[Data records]
= = = = = = =
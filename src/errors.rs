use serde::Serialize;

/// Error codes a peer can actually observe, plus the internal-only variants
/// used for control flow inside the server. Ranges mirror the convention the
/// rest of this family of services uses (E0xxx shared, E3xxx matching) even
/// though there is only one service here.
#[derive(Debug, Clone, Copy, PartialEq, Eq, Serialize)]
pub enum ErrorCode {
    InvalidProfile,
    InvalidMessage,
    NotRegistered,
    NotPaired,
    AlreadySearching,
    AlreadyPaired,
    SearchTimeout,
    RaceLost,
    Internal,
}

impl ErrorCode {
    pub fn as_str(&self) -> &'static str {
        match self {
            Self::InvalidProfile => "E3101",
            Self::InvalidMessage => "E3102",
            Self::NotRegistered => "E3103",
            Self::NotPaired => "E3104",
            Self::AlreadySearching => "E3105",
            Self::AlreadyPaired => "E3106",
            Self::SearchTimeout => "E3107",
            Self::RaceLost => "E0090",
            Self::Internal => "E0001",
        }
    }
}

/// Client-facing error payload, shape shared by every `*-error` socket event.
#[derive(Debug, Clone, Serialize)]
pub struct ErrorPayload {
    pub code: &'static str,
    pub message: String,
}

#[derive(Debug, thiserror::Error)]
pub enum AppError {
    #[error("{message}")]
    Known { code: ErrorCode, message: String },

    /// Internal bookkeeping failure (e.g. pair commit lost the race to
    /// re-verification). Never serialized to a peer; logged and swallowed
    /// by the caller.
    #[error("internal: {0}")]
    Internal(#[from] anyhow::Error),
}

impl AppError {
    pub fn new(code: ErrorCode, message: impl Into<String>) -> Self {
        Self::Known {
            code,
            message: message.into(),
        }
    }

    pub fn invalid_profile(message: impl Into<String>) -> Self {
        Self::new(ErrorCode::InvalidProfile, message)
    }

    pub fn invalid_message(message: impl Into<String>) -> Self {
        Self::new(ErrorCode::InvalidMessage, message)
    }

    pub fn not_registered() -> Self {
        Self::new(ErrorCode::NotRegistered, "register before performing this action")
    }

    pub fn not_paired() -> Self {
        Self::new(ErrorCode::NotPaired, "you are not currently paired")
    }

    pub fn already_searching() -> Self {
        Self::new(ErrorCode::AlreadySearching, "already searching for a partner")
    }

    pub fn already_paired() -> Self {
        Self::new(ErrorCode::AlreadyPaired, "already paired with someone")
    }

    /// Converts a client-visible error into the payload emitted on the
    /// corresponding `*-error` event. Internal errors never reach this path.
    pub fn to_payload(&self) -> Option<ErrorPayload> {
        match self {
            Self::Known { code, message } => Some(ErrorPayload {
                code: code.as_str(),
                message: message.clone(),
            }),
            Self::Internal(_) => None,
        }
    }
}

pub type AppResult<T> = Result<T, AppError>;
= = = = = = =
> [Exercise details]
The full set of entries must be transcribed exactly.

> [Output below]
filename src/errors.rs
use serde::Serialize;

/// Error codes a peer can actually observe, plus the internal-only variants
/// used for control flow inside the server. Ranges mirror the convention the
/// rest of this family of services uses (E0xxx shared, E3xxx matching) even
/// though there is only one service here.
#[derive(Debug, Clone, Copy, PartialEq, Eq, Serialize)]
pub enum ErrorCode {
    InvalidProfile,
    InvalidMessage,
    NotRegistered,
    NotPaired,
    AlreadySearching,
    AlreadyPaired,
    SearchTimeout,
    RaceLost,
    Internal,
}

impl ErrorCode {
    pub fn as_str(&self) -> &'static str {
        match self {
            Self::InvalidProfile => "E3101",
            Self::InvalidMessage => "E3102",
            Self::NotRegistered => "E3103",
            Self::NotPaired => "E3104",
            Self::AlreadySearching => "E3105",
            Self::AlreadyPaired => "E3106",
            Self::SearchTimeout => "E3107",
            Self::RaceLost => "E0090",
            Self::Internal => "E0001",
        }
    }
}

/// Client-facing error payload, shape shared by every `*-error` socket event.
#[derive(Debug, Clone, Serialize)]
pub struct ErrorPayload {
    pub code: &'static str,
    pub message: String,
}

#[derive(Debug, thiserror::Error)]
pub enum AppError {
    #[error("{message}")]
    Known { code: ErrorCode, message: String },

    /// Internal bookkeeping failure (e.g. pair commit lost the race to
    /// re-verification). Never serialized to a peer; logged and swallowed
    /// by the caller.
    #[error("internal: {0}")]
    Internal(#[from] anyhow::Error),
}

impl AppError {
    pub fn new(code: ErrorCode, message: impl Into<String>) -> Self {
        Self::Known {
            code,
            message: message.into(),
        }
    }

    pub fn invalid_profile(message: impl Into<String>) -> Self {
        Self::new(ErrorCode::InvalidProfile, message)
    }

    pub fn invalid_message(message: impl Into<String>) -> Self {
        Self::new(ErrorCode::InvalidMessage, message)
    }

    pub fn not_registered() -> Self {
        Self::new(ErrorCode::NotRegistered, "register before performing this action")
    }

    pub fn not_paired() -> Self {
        Self::new(ErrorCode::NotPaired, "you are not currently paired")
    }

    pub fn already_searching() -> Self {
        Self::new(ErrorCode::AlreadySearching, "already searching for a partner")
    }

    pub fn already_paired() -> Self {
        Self::new(ErrorCode::AlreadyPaired, "already paired with someone")
    }

    /// Converts a client-visible error into the payload emitted on the
    /// corresponding `*-error` event. Internal errors never reach this path.
    pub fn to_payload(&self) -> Option<ErrorPayload> {
        match self {
            Self::Known { code, message } => Some(ErrorPayload {
                code: code.as_str(),
                message: message.clone(),
            }),
            Self::Internal(_) => None,
        }
    }
}

pub type AppResult<T> = Result<T, AppError>;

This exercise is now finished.